The Field, not the Class

Monday and Tuesday I spent in field training officer/preceptor classroom training. We all thought the meetings were going to be about going over the nuts and bolts of the job, but it was instead more of a focus on safety issues and adult learning.

I hate meetings, particularly mandated day long meetings that cover material required to be taught by either some law or policy. During Hurricane Katrina, some of us were sent down to Mississippi. Because we were a private company, our employees were “on the ground” and helping almost immediately. I later heard stories of fire departments that went down as part of the federal effort and were required to spend days in classrooms getting sexual harassment and other training before they could start. Which doesn’t mean, our company doesn’t subject its employees to long meetings. To comply with our national training officer standard we had to sit through these two days or we would no longer be able to train other people. We got paid for it, but still it was painful.

The first day was about safety and we had to watch these homemade films about accidents and poor management styles. It either starred employee volunteers or some pretty bad actors playing employees. At one point I said the problem was no longer the employee it was the company’s for not firing the one guy who in nearly every scene was doing something stupid.
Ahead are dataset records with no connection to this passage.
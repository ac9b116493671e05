//! Authentication exemption marker.
//!
//! Exemption is decided when a handler is defined, before any router sees it.
//! Plain functions store the marker on themselves. Bound methods cannot, so
//! marking one wraps it in an [`Exempt`] forwarder that stores the marker and
//! otherwise behaves exactly like the method.

use crate::error::ExemptionError;
use crate::handler::{BoxHandler, Handler, HandlerMeta, HandlerShape, Invocation};
use std::fmt;
use std::sync::Arc;
use tracing::debug;

/// Read access to the exemption marker.
///
/// The default reports "not exempt", which is also the answer for any type
/// that has nowhere to store the marker.
pub trait Exemption {
    /// Whether requests for this handler skip the authentication check.
    fn is_authentication_exempt(&self) -> bool {
        false
    }
}

impl<T: Exemption + ?Sized> Exemption for Arc<T> {
    fn is_authentication_exempt(&self) -> bool {
        (**self).is_authentication_exempt()
    }
}

impl<T: Exemption + ?Sized> Exemption for Box<T> {
    fn is_authentication_exempt(&self) -> bool {
        (**self).is_authentication_exempt()
    }
}

impl<T: Exemption + ?Sized> Exemption for &T {
    fn is_authentication_exempt(&self) -> bool {
        (**self).is_authentication_exempt()
    }
}

/// Handler shapes that can be marked authentication exempt.
///
/// Only handler kinds with a known way to carry the marker implement this, so
/// marking anything else fails to compile.
pub trait MarkExempt: Sized {
    /// The handler identity that reports exempt.
    type Marked: Exemption;

    /// Mark this handler as not requiring authentication.
    ///
    /// Repeated marking is harmless: the result always reports exempt.
    fn authentication_exempt(self) -> Self::Marked;
}

/// Return true if the handler is authentication exempt.
pub fn is_handler_authentication_exempt<H: Exemption + ?Sized>(handler: &H) -> bool {
    handler.is_authentication_exempt()
}

/// Forwarding wrapper that carries the exemption marker for another handler.
///
/// Calls go straight to the inner handler and return its invocation as is: a
/// synchronous handler stays synchronous and a suspending one suspends exactly
/// where it would have without the wrapper. Name, documentation and calling
/// convention are copied from the inner handler; the identity is new.
pub struct Exempt<H> {
    inner: H,
    meta: HandlerMeta,
}

impl<H> Exempt<H> {
    pub(crate) fn with_meta(inner: H, meta: HandlerMeta) -> Self {
        Self { inner, meta }
    }

    /// Unwrap, discarding the marker.
    pub fn into_inner(self) -> H {
        self.inner
    }
}

impl<H: Clone> Clone for Exempt<H> {
    fn clone(&self) -> Self {
        Self {
            inner: self.inner.clone(),
            meta: self.meta.clone(),
        }
    }
}

impl<H: fmt::Debug> fmt::Debug for Exempt<H> {
    fn fmt(&self, f: &mut fmt::Formatter<'_>) -> fmt::Result {
        f.debug_struct("Exempt")
            .field("meta", &self.meta)
            .field("inner", &self.inner)
            .finish()
    }
}

impl<H> Exemption for Exempt<H> {
    fn is_authentication_exempt(&self) -> bool {
        true
    }
}

impl<H> MarkExempt for Exempt<H> {
    type Marked = Self;

    fn authentication_exempt(self) -> Self {
        self
    }
}

impl<Req, H> Handler<Req> for Exempt<H>
where
    H: Handler<Req>,
{
    type Response = H::Response;
    type Error = H::Error;

    fn call(&self, req: Req) -> Invocation<Result<Self::Response, Self::Error>> {
        self.inner.call(req)
    }

    fn meta(&self) -> &HandlerMeta {
        &self.meta
    }

    fn shape(&self) -> HandlerShape {
        HandlerShape::Forwarder
    }
}

/// Mark a type-erased handler as authentication exempt.
///
/// A shared handler cannot be modified in place, so functions and bound
/// methods are wrapped in [`Exempt`]. Forwarders that already report exempt
/// are returned unchanged. Any other handler, including a forwarder that does
/// not report exempt, is a registration error.
pub fn exempt_boxed<Req, R, E>(
    handler: BoxHandler<Req, R, E>,
) -> Result<BoxHandler<Req, R, E>, ExemptionError>
where
    Req: 'static,
    R: 'static,
    E: 'static,
{
    match handler.shape() {
        HandlerShape::Forwarder if handler.is_authentication_exempt() => Ok(handler),
        HandlerShape::Function | HandlerShape::BoundMethod => {
            debug!(
                handler = %handler.meta().name(),
                id = %handler.meta().id(),
                "Wrapping handler as authentication exempt"
            );
            let meta = handler.meta().rebind();
            Ok(Arc::new(Exempt::with_meta(handler, meta)))
        }
        HandlerShape::Forwarder | HandlerShape::Opaque => {
            Err(ExemptionError::UnsupportedHandlerShape {
                name: handler.meta().name().to_string(),
            })
        }
    }
}
//! Logging infrastructure for Portcullis.

use std::io;
use std::path::{Path, PathBuf};
use std::sync::Mutex;
use tracing_subscriber::{
    fmt::{self, format::FmtSpan},
    layer::SubscriberExt,
    util::SubscriberInitExt,
    EnvFilter,
};

/// Logging configuration.
#[derive(Debug, Clone)]
pub struct LogConfig {
    /// Minimum log level.
    pub level: LogLevel,
    /// Output format.
    pub format: LogFormat,
    /// Log file path (if file logging enabled).
    pub file_path: Option<PathBuf>,
    /// Include source location.
    pub source_location: bool,
    /// Include span events.
    pub span_events: bool,
}

/// Log level.
#[derive(Debug, Clone, Copy, Default, PartialEq, Eq)]
pub enum LogLevel {
    Trace,
    Debug,
    #[default]
    Info,
    Warn,
    Error,
}

impl From<LogLevel> for tracing_subscriber::filter::LevelFilter {
    fn from(level: LogLevel) -> Self {
        match level {
            LogLevel::Trace => Self::TRACE,
            LogLevel::Debug => Self::DEBUG,
            LogLevel::Info => Self::INFO,
            LogLevel::Warn => Self::WARN,
            LogLevel::Error => Self::ERROR,
        }
    }
}

impl LogLevel {
    /// Parse from string.
    pub fn parse(s: &str) -> Option<Self> {
        match s.to_lowercase().as_str() {
            "trace" => Some(Self::Trace),
            "debug" => Some(Self::Debug),
            "info" => Some(Self::Info),
            "warn" | "warning" => Some(Self::Warn),
            "error" => Some(Self::Error),
            _ => None,
        }
    }

    /// Directive string understood by `EnvFilter`.
    pub fn as_str(&self) -> &'static str {
        match self {
            Self::Trace => "trace",
            Self::Debug => "debug",
            Self::Info => "info",
            Self::Warn => "warn",
            Self::Error => "error",
        }
    }
}

/// Log output format.
#[derive(Debug, Clone, Copy, Default, PartialEq, Eq)]
pub enum LogFormat {
    /// Human-readable pretty format.
    #[default]
    Pretty,
    /// Compact single-line format.
    Compact,
    /// JSON structured format.
    Json,
}

impl LogFormat {
    /// Parse from string.
    pub fn parse(s: &str) -> Option<Self> {
        match s.to_lowercase().as_str() {
            "pretty" => Some(Self::Pretty),
            "compact" => Some(Self::Compact),
            "json" => Some(Self::Json),
            _ => None,
        }
    }
}

impl Default for LogConfig {
    fn default() -> Self {
        Self {
            level: LogLevel::default(),
            format: LogFormat::default(),
            file_path: None,
            source_location: false,
            span_events: false,
        }
    }
}

impl LogConfig {
    /// Create config from environment variables.
    ///
    /// The level comes from `PORTCULLIS_LOG_LEVEL`, then `RUST_LOG`; unknown
    /// values keep the default. [`init`] applies this level as is.
    pub fn from_env() -> Self {
        let mut config = Self::default();

        let level = std::env::var("PORTCULLIS_LOG_LEVEL").or_else(|_| std::env::var("RUST_LOG"));
        if let Some(level) = level.ok().as_deref().and_then(LogLevel::parse) {
            config.level = level;
        }

        if let Ok(format) = std::env::var("PORTCULLIS_LOG_FORMAT") {
            config.format = LogFormat::parse(&format).unwrap_or_default();
        }

        if let Ok(file_path) = std::env::var("PORTCULLIS_LOG_FILE") {
            config.file_path = Some(PathBuf::from(file_path));
        }

        if let Ok(source_location) = std::env::var("PORTCULLIS_LOG_SOURCE") {
            config.source_location = is_truthy(&source_location);
        }

        if let Ok(span_events) = std::env::var("PORTCULLIS_LOG_SPANS") {
            config.span_events = is_truthy(&span_events);
        }

        config
    }

    /// Filter for the configured level.
    pub fn env_filter(&self) -> EnvFilter {
        EnvFilter::new(self.level.as_str())
    }

    fn fmt_span(&self) -> FmtSpan {
        if self.span_events {
            FmtSpan::NEW | FmtSpan::CLOSE
        } else {
            FmtSpan::NONE
        }
    }
}

fn is_truthy(value: &str) -> bool {
    value.eq_ignore_ascii_case("true") || value == "1"
}

fn open_log_file(path: &Path) -> Result<Mutex<std::fs::File>, LogError> {
    let file = std::fs::OpenOptions::new()
        .create(true)
        .append(true)
        .open(path)?;
    Ok(Mutex::new(file))
}

/// Initialize logging with the given configuration.
///
/// Logs go to stderr, and additionally to `file_path` without ANSI colours
/// when one is configured. The filter is built from `config.level` alone.
pub fn init(config: LogConfig) -> Result<(), LogError> {
    let filter = config.env_filter();
    let file = config.file_path.as_deref().map(open_log_file).transpose()?;
    let registry = tracing_subscriber::registry().with(filter);

    let result = match config.format {
        LogFormat::Pretty => {
            let stderr_layer = fmt::layer()
                .with_ansi(true)
                .with_target(true)
                .with_file(config.source_location)
                .with_line_number(config.source_location)
                .with_span_events(config.fmt_span());
            let file_layer = file.map(|file| {
                fmt::layer()
                    .with_writer(file)
                    .with_ansi(false)
                    .with_target(true)
                    .with_file(config.source_location)
                    .with_line_number(config.source_location)
                    .with_span_events(config.fmt_span())
            });
            registry.with(stderr_layer).with(file_layer).try_init()
        }
        LogFormat::Compact => {
            let stderr_layer = fmt::layer()
                .compact()
                .with_ansi(true)
                .with_span_events(config.fmt_span());
            let file_layer = file.map(|file| {
                fmt::layer()
                    .compact()
                    .with_writer(file)
                    .with_ansi(false)
                    .with_span_events(config.fmt_span())
            });
            registry.with(stderr_layer).with(file_layer).try_init()
        }
        LogFormat::Json => {
            let stderr_layer = fmt::layer().json().with_span_events(config.fmt_span());
            let file_layer = file.map(|file| {
                fmt::layer()
                    .json()
                    .with_writer(file)
                    .with_span_events(config.fmt_span())
            });
            registry.with(stderr_layer).with(file_layer).try_init()
        }
    };

    result.map_err(|e| LogError::InitError(e.to_string()))
}

/// Logging errors.
#[derive(Debug, thiserror::Error)]
pub enum LogError {
    #[error("failed to initialize logging: {0}")]
    InitError(String),

    #[error("failed to open log file: {0}")]
    FileError(#[from] io::Error),
}

/// Convenience macros re-exported from tracing.
pub use tracing::{debug, error, info, trace, warn};

/// Request tracing spans.
pub mod spans;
While the teacher was a good guy and there is no denying the need to emphasize safety, keeping 30 EMTs and medics in a class for eight hours is a hard task. We are all let’s get out there and do it types. Me, I can’t sit for more than an hour or two without going nuts. I was trying not to be rude, while surreptitiously doing the crossword puzzle in the daily paper. I needed to keep my mind busy.

The 2nd day focused on adult learning. The teacher was pretty good, but still it was a long day. The one cool part was we got to take a variety of personality tests, including the Myers-Briggs Personality Indicator and a left-brain, right-brain test. On the Myers-Briggs test, I came out an INFJ, which means I would be a good writer/editor or a nurse, which I will take to count as a paramedic also. On the right brain left brain I was 2/3 right-brain to 1/3 left brain. On the control test, I came out believing strongly in my own skills as opposed to luck or fate. On a management test I did really well except in one category about the setting of goals or standards for employees, where I came out worse than entry level managers. I went back and looked at the scoring and saw where I lost points. Here’s the one question where I lost major points.

“New supervisors may think they are going to make a big hit by holding their personnel to high standards, but they soon learn that doing so does not work.”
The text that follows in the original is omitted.